This dataset contains data about some hundreds of patients mentioning:
- Age
- Sex
- Exercise Include Angina(1=YES, 0=NO)
- CP_Type (Chest Pain) (Value 1: typical angina, Value 2: atypical angina, Value 3: non-anginal pain, Value 4: asymptomatic)
- ECG Results
- Blood Pressure
- Cholesterol
- Blood Sugar
- Family History (Number of persons affected in the family)
- Maximum Heart Rate
- Target (0 = LESS CHANCE , 1 = MORE CHANCE)
Aim#
- Building a Predictive Model using NaΓ―ve Bayesian Approach (Which features decide heart attack?)
- Comment on the performance of this model using AUC-ROC, Precision, Recall, F_score, Accuracy
You need to
1. Preprocess the data to enhance quality
2. Carry out descriptive summarization of data and make observations
3. Identify relevant, irrelevant attributes for building model.

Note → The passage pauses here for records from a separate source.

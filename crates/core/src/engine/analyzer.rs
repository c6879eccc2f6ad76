use super::{DependencyGraph, DependencyGraphBuilder};
use crate::change::{ChangeMapper, ChangeRecord, ChangeSet};
use crate::config::AnalyzerConfig;
use crate::error::{Result, TestscopeError};
use crate::impact::{ImpactResolver, Selection};
use crate::model::{ParsedSource, SourceFile};
use crate::parser::SourceParser;
use crate::project::{Catalog, ScannedFile, Scanner};
use crate::report::FileReport;
use crate::resolver::ImportResolver;
use rayon::prelude::*;
use std::collections::{BTreeMap, BTreeSet, HashMap};
use std::path::{Path, PathBuf};
use std::sync::Arc;
use std::time::Instant;
use tracing::{debug, info, warn};

/// Everything known about the project for one invocation: catalog, parsed
/// tables and the dependency graph built from them.
pub struct ProjectIndex {
    catalog: Catalog,
    parsed: HashMap<String, ParsedSource>,
    graph: DependencyGraph,
    removed: BTreeSet<String>,
}

impl ProjectIndex {
    /// Builds the index from already-parsed files. `removed` lists paths
    /// deleted by the change set; imports of them still resolve.
    pub fn from_sources(
        sources: Vec<(SourceFile, ParsedSource)>,
        removed: &[String],
        config: &AnalyzerConfig,
    ) -> Self {
        let catalog = Catalog::from_files(sources.iter().map(|(file, _)| file.clone()));
        let removed: Vec<String> = removed
            .iter()
            .filter(|path| !catalog.contains(path))
            .cloned()
            .collect();

        let resolver = ImportResolver::new(&catalog, &removed, config);
        let edges = resolver.resolve_all(sources.par_iter().map(|(file, parsed)| (file, parsed)));

        let mut builder = DependencyGraphBuilder::new();
        for path in catalog.paths() {
            builder.add_node(path);
        }
        builder.add_edges(edges);
        let graph = builder.build();

        let parsed = sources
            .into_iter()
            .map(|(file, parsed)| (file.path, parsed))
            .collect();

        Self {
            catalog,
            parsed,
            graph,
            removed: removed.into_iter().collect(),
        }
    }

    pub fn catalog(&self) -> &Catalog {
        &self.catalog
    }

    pub fn graph(&self) -> &DependencyGraph {
        &self.graph
    }

    pub fn parsed(&self, path: &str) -> Option<&ParsedSource> {
        self.parsed.get(path)
    }

    pub fn removed(&self) -> &BTreeSet<String> {
        &self.removed
    }

    pub fn unparsable(&self) -> BTreeSet<&str> {
        self.parsed
            .iter()
            .filter(|(_, parsed)| parsed.parse_failed)
            .map(|(path, _)| path.as_str())
            .collect()
    }

    /// One record per distinct changed path.
    pub fn map_changes(&self, changes: &ChangeSet) -> BTreeMap<String, ChangeRecord> {
        changes
            .merged()
            .into_iter()
            .map(|(path, change)| {
                let record = ChangeMapper::map_file(&change, self.parsed.get(&path));
                debug!("{}: {}", path, record);
                (path, record)
            })
            .collect()
    }

    pub fn affected_tests(&self, changes: &ChangeSet) -> Selection {
        if changes.run_all {
            info!("Escape hatch set, selecting all tests");
            return Selection::everything(&self.catalog);
        }
        let records = self.map_changes(changes);
        ImpactResolver::new(&self.graph, &self.catalog).resolve(&records)
    }

    pub fn report(&self, path: &str) -> Option<FileReport> {
        FileReport::build(path, &self.catalog, &self.graph)
    }
}

/// Result of `Analyzer::analyze`: the index it was computed on, the change
/// records, and the selection.
pub struct Analysis {
    pub index: ProjectIndex,
    pub records: BTreeMap<String, ChangeRecord>,
    pub selection: Selection,
}

/// Entry point: scans a project root, parses every file with the registered
/// parsers and builds a `ProjectIndex`.
pub struct Analyzer {
    root: PathBuf,
    config: AnalyzerConfig,
    parsers: Vec<Arc<dyn SourceParser>>,
}

impl Analyzer {
    pub fn new(root: impl Into<PathBuf>, config: AnalyzerConfig) -> Self {
        Self {
            root: root.into(),
            config,
            parsers: Vec::new(),
        }
    }

    pub fn with_parser(mut self, parser: Arc<dyn SourceParser>) -> Self {
        self.register_parser(parser);
        self
    }

    pub fn register_parser(&mut self, parser: Arc<dyn SourceParser>) {
        debug!("Registered parser {}", parser.name());
        self.parsers.push(parser);
    }

    pub fn root(&self) -> &Path {
        &self.root
    }

    pub fn config(&self) -> &AnalyzerConfig {
        &self.config
    }

    fn parser_for(&self, path: &str) -> Option<&Arc<dyn SourceParser>> {
        let ext = Path::new(path).extension()?.to_str()?;
        self.parsers
            .iter()
            .find(|p| p.supported_extensions().contains(&ext))
    }

    fn parse(&self, scanned: &ScannedFile) -> ParsedSource {
        let path = &scanned.file.path;
        let Some(parser) = self.parser_for(path) else {
            warn!("No parser for {}, treating as unparsable", path);
            return ParsedSource::unparsable();
        };
        match parser.parse_source(&scanned.content, Some(Path::new(path))) {
            Ok(parsed) => {
                if parsed.parse_failed {
                    warn!("Syntax errors in {}, changes to it count as whole-file", path);
                }
                parsed
            }
            Err(e) => {
                warn!("Failed to parse {}: {}", path, e);
                ParsedSource::unparsable()
            }
        }
    }

    pub fn index(&self, removed: &[String]) -> Result<ProjectIndex> {
        self.config.validate()?;
        if !self.root.is_dir() {
            return Err(TestscopeError::Config(format!(
                "project root {} is not a directory",
                self.root.display()
            )));
        }

        let start = Instant::now();
        let scanned = Scanner::scan(&self.root, &self.config);
        let sources: Vec<(SourceFile, ParsedSource)> = scanned
            .par_iter()
            .map(|s| (s.file.clone(), self.parse(s)))
            .collect();

        let index = ProjectIndex::from_sources(sources, removed, &self.config);
        info!(
            "Indexed {} files ({} tests, {} edges) in {:?}",
            index.catalog.len(),
            index.catalog.test_files().len(),
            index.graph.edge_count(),
            start.elapsed()
        );
        Ok(index)
    }

    pub fn analyze(&self, changes: &ChangeSet) -> Result<Analysis> {
        let index = self.index(&changes.deleted_paths())?;
        if changes.run_all {
            let selection = index.affected_tests(changes);
            return Ok(Analysis {
                index,
                records: BTreeMap::new(),
                selection,
            });
        }
        let records = index.map_changes(changes);
        let selection = if self.parsers.is_empty() && !records.is_empty() {
            // No file contributed imports, so no importer can be ruled out.
            warn!("No language parser registered, selecting all tests");
            Selection::everything(&index.catalog)
        } else {
            ImpactResolver::new(&index.graph, &index.catalog).resolve(&records)
        };
        Ok(Analysis {
            index,
            records,
            selection,
        })
    }
}
use serde::{Deserialize, Serialize};

#[derive(Debug, Clone, Copy, PartialEq, Eq, Hash, Serialize, Deserialize)]
#[serde(rename_all = "lowercase")]
pub enum SymbolKind {
    Function,
    Class,
}

/// A named definition with its inclusive, 1-based line extent.
#[derive(Debug, Clone, PartialEq, Eq, Serialize, Deserialize)]
pub struct Symbol {
    pub name: String,
    pub kind: SymbolKind,
    pub start_line: usize,
    pub end_line: usize,
    /// Index of the lexically enclosing symbol in the same table.
    pub parent: Option<usize>,
}

impl Symbol {
    pub fn contains(&self, line: usize) -> bool {
        self.start_line <= line && line <= self.end_line
    }
}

4. Use data visualization tools and make observations
5. Carry out the chosen analytic task. Show results including intermediate results, as needed
6. Evaluate the solution
Following are some points for you to take note of, while doing the assignment in Jupyter Notebook:
- State all your assumptions clearly
- List all intermediate steps and learnings
- Mention your observations/findings
Submission Plan#
The following will be done in this notebook:
1. Verify the datatypes of the values given in the dataset and validate with the information given in the document.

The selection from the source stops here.